[Items from a dataset]
== Segment start ==
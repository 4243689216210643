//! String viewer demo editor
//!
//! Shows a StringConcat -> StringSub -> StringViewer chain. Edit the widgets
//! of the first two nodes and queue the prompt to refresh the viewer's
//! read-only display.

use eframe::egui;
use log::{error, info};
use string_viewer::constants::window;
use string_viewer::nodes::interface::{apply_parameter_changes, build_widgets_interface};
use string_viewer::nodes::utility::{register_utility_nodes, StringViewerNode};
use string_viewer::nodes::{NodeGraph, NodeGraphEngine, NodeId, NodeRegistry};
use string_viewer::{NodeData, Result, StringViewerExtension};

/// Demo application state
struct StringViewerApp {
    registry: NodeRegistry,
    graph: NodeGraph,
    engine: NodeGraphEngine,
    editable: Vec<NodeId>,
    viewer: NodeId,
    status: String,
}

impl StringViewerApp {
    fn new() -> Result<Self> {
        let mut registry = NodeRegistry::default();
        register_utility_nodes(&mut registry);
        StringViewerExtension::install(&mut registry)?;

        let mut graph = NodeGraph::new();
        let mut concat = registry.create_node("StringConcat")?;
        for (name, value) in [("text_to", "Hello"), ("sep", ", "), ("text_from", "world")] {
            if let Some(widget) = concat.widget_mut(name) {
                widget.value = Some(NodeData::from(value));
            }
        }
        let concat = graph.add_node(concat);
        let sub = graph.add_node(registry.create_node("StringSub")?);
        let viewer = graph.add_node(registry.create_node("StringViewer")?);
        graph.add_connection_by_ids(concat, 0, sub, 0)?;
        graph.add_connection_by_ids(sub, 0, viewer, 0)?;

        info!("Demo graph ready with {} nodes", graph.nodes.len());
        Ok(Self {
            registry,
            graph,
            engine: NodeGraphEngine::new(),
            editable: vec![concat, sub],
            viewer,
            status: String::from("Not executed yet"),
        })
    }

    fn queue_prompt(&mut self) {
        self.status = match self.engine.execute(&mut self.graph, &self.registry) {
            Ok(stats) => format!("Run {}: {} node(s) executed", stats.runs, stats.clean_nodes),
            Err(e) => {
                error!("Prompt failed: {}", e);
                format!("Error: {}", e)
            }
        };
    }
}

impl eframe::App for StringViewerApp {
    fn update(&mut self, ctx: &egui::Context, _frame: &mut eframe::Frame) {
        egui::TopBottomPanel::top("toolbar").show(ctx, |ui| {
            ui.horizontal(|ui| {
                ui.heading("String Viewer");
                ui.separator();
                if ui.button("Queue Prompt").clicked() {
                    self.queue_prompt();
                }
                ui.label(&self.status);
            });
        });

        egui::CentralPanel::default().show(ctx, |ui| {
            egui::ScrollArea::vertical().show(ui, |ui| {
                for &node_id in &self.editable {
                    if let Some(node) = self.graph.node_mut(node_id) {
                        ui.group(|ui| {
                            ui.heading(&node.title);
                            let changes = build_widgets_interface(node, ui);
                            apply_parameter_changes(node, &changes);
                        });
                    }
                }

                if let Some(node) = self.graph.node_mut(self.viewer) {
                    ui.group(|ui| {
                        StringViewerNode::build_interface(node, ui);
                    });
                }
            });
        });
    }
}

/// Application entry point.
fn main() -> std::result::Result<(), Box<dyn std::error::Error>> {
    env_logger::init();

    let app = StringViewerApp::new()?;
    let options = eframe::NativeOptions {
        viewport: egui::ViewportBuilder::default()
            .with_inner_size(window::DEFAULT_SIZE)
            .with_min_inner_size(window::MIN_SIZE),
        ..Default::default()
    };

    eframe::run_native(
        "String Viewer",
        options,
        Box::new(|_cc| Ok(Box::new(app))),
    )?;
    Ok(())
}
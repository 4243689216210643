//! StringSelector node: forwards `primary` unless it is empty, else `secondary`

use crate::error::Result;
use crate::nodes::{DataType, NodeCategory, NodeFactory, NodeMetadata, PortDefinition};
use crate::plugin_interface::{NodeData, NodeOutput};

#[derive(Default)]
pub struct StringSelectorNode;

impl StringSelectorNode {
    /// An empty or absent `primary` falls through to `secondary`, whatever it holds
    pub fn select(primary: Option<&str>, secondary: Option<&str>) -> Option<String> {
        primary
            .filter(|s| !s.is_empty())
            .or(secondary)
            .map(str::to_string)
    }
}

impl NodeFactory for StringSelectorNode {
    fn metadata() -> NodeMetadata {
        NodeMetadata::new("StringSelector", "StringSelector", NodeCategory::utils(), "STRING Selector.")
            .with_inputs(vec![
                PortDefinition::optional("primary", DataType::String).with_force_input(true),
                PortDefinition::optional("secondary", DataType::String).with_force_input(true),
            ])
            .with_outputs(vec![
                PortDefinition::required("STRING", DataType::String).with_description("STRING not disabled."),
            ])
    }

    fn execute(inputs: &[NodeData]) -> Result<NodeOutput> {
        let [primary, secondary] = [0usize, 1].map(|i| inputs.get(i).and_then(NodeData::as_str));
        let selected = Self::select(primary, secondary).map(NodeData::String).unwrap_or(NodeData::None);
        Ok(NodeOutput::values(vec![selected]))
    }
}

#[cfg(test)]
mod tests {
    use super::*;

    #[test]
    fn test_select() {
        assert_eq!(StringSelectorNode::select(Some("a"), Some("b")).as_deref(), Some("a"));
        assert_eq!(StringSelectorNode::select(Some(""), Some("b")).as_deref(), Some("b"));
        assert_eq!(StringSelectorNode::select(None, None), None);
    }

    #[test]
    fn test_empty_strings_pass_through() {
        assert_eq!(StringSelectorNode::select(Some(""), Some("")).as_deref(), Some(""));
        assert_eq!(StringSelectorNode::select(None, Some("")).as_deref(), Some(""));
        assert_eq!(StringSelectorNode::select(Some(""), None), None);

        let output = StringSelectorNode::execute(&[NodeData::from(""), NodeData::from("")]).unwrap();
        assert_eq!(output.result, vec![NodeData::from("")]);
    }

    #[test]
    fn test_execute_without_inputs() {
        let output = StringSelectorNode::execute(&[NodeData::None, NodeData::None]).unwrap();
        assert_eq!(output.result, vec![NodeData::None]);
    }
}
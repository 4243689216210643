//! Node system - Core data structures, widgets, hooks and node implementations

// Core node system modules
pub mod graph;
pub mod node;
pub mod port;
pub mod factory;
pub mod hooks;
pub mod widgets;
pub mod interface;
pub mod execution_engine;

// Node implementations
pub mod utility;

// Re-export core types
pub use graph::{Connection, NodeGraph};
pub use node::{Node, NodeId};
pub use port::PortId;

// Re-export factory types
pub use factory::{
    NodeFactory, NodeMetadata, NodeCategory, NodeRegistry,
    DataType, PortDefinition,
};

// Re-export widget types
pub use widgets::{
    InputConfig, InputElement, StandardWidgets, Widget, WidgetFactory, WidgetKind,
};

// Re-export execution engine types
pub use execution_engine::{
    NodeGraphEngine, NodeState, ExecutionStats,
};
== Segment end ==
**ASSIGNED TASK**.
Say how many lines in the records hold the word "NodeMetadata", giving the number by itself.

**COMPLETED EXERCISE**.
4